Impaired central vision has been shown to predict diabetic peripheral neuropathy (DPN). Several studies have demonstrated diffuse retinal neurodegenerative changes in diabetic patients prior to retinopathy development, raising the prospect that non-central vision may also be compromised by primary neural damage. We hypothesise that type 2 diabetic patients with DPN exhibit visual sensitivity loss in a distinctive pattern across the visual field, compared with a control group of type 2 diabetic patients without DPN.


Increment light sensitivity was measured by standard perimetry in the central 30° of visual field for two age-matched groups of type 2 diabetic patients, with and without neuropathy (n = 40/30). Neuropathy status was assigned using the neuropathy disability score. Mean visual sensitivity values were calculated globally, for each quadrant and for three eccentricities (0–10°, 11–20° and 21–30°). Data were analysed using a generalised additive mixed model (GAMM).


Global and quadrant between-group visual sensitivity mean differences were marginally but consistently lower (by about 1 dB) in the neuropathy cohort compared with controls. Between-group mean differences increased from 0.36 to 1.81 dB with increasing eccentricity. GAMM analysis, after adjustment for age, showed these differences to be significant beyond 15° eccentricity and monotonically increasing. Retinopathy levels and disease duration were not significant factors within the model (p = 0.90).


Visual sensitivity reduces disproportionately with increasing eccentricity in type 2 diabetic patients with peripheral neuropathy. This sensitivity reduction within the central 30° of visual field may be indicative of more consequential loss in the far periphery.

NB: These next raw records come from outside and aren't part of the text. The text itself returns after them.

//! Metric samples and the sink collectors write them to.

use std::sync::Mutex;

/// Namespace prepended to every exported metric name.
pub const NAMESPACE: &str = "windows";

/// Prometheus value type of a sample.
#[derive(Debug, Clone, Copy, PartialEq, Eq)]
pub enum MetricKind {
    /// Monotonically non-decreasing cumulative value.
    Counter,
    /// Point-in-time value.
    Gauge,
}

/// A single metric value with its identity.
#[derive(Debug, Clone, PartialEq)]
pub struct Sample {
    pub name: String,
    pub help: String,
    pub labels: Vec<(String, String)>,
    pub value: f64,
    pub kind: MetricKind,
}

impl Sample {
    pub fn counter(name: impl Into<String>, help: impl Into<String>, value: f64) -> Self {
        Self {
            name: name.into(),
            help: help.into(),
            labels: Vec::new(),
            value,
            kind: MetricKind::Counter,
        }
    }

    pub fn gauge(name: impl Into<String>, help: impl Into<String>, value: f64) -> Self {
        Self {
            name: name.into(),
            help: help.into(),
            labels: Vec::new(),
            value,
            kind: MetricKind::Gauge,
        }
    }

    /// Appends a label pair. Label order is preserved.
    pub fn label(mut self, key: impl Into<String>, value: impl Into<String>) -> Self {
        self.labels.push((key.into(), value.into()));
        self
    }

    /// Looks up a label value by key.
    pub fn label_value(&self, key: &str) -> Option<&str> {
        self.labels
            .iter()
            .find(|(k, _)| k == key)
            .map(|(_, v)| v.as_str())
    }
}

/// Builds a fully-qualified metric name from its non-empty parts.
///
/// `fq_name("windows", "net", "bytes_total")` → `windows_net_bytes_total`.
pub fn fq_name(namespace: &str, subsystem: &str, name: &str) -> String {
    [namespace, subsystem, name]
        .iter()
        .filter(|p| !p.is_empty())
        .copied()
        .collect::<Vec<_>>()
        .join("_")
}

/// Destination for samples. Must tolerate concurrent writers.
pub trait MetricSink: Send + Sync {
    fn push(&self, sample: Sample);
}

/// Mutex-protected sample vector.
#[derive(Debug, Default)]
pub struct SampleBuffer {
    samples: Mutex<Vec<Sample>>,
}

impl SampleBuffer {
    pub fn new() -> Self {
        Self::default()
    }

    pub fn len(&self) -> usize {
        match self.samples.lock() {
            Ok(guard) => guard.len(),
            Err(poisoned) => poisoned.into_inner().len(),
        }
    }

    pub fn is_empty(&self) -> bool {
        self.len() == 0
    }

    /// Takes all buffered samples, leaving the buffer empty.
    pub fn drain(&self) -> Vec<Sample> {
        match self.samples.lock() {
            Ok(mut guard) => std::mem::take(&mut *guard),
            Err(poisoned) => std::mem::take(&mut *poisoned.into_inner()),
        }
    }

    pub fn into_samples(self) -> Vec<Sample> {
        match self.samples.into_inner() {
            Ok(samples) => samples,
            Err(poisoned) => poisoned.into_inner(),
        }
    }
}

impl MetricSink for SampleBuffer {
    fn push(&self, sample: Sample) {
        match self.samples.lock() {
            Ok(mut guard) => guard.push(sample),
            Err(poisoned) => poisoned.into_inner().push(sample),
        }
    }
}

Diabetes mellitus Perimetry Peripheral neuropathy Type 2 diabetes Visual field Visual sensitivity 



Diabetic peripheral neuropathy


Generalised additive mixed model


Likelihood ratio test


Neuropathy disability score


Optical coherence tomography


Princess Alexandra Hospital


Poor central vision has been identified as an independent risk factor for foot ulceration and lower-extremity amputation in diabetic peripheral neuropathy (DPN) [1, 2]. This association may simply represent reduced visual acuity interfering with the ability of a patient to detect early foot lesions. However, the relationship could alternatively imply a common underlying neuropathological mechanism for reduction in vision and DPN-related ulceration. If this were the case, peripheral vision quality may also be compromised, and this could potentially impair mobility and balance [3, 4, 5]. The relationship between peripheral vision and DPN is currently unknown.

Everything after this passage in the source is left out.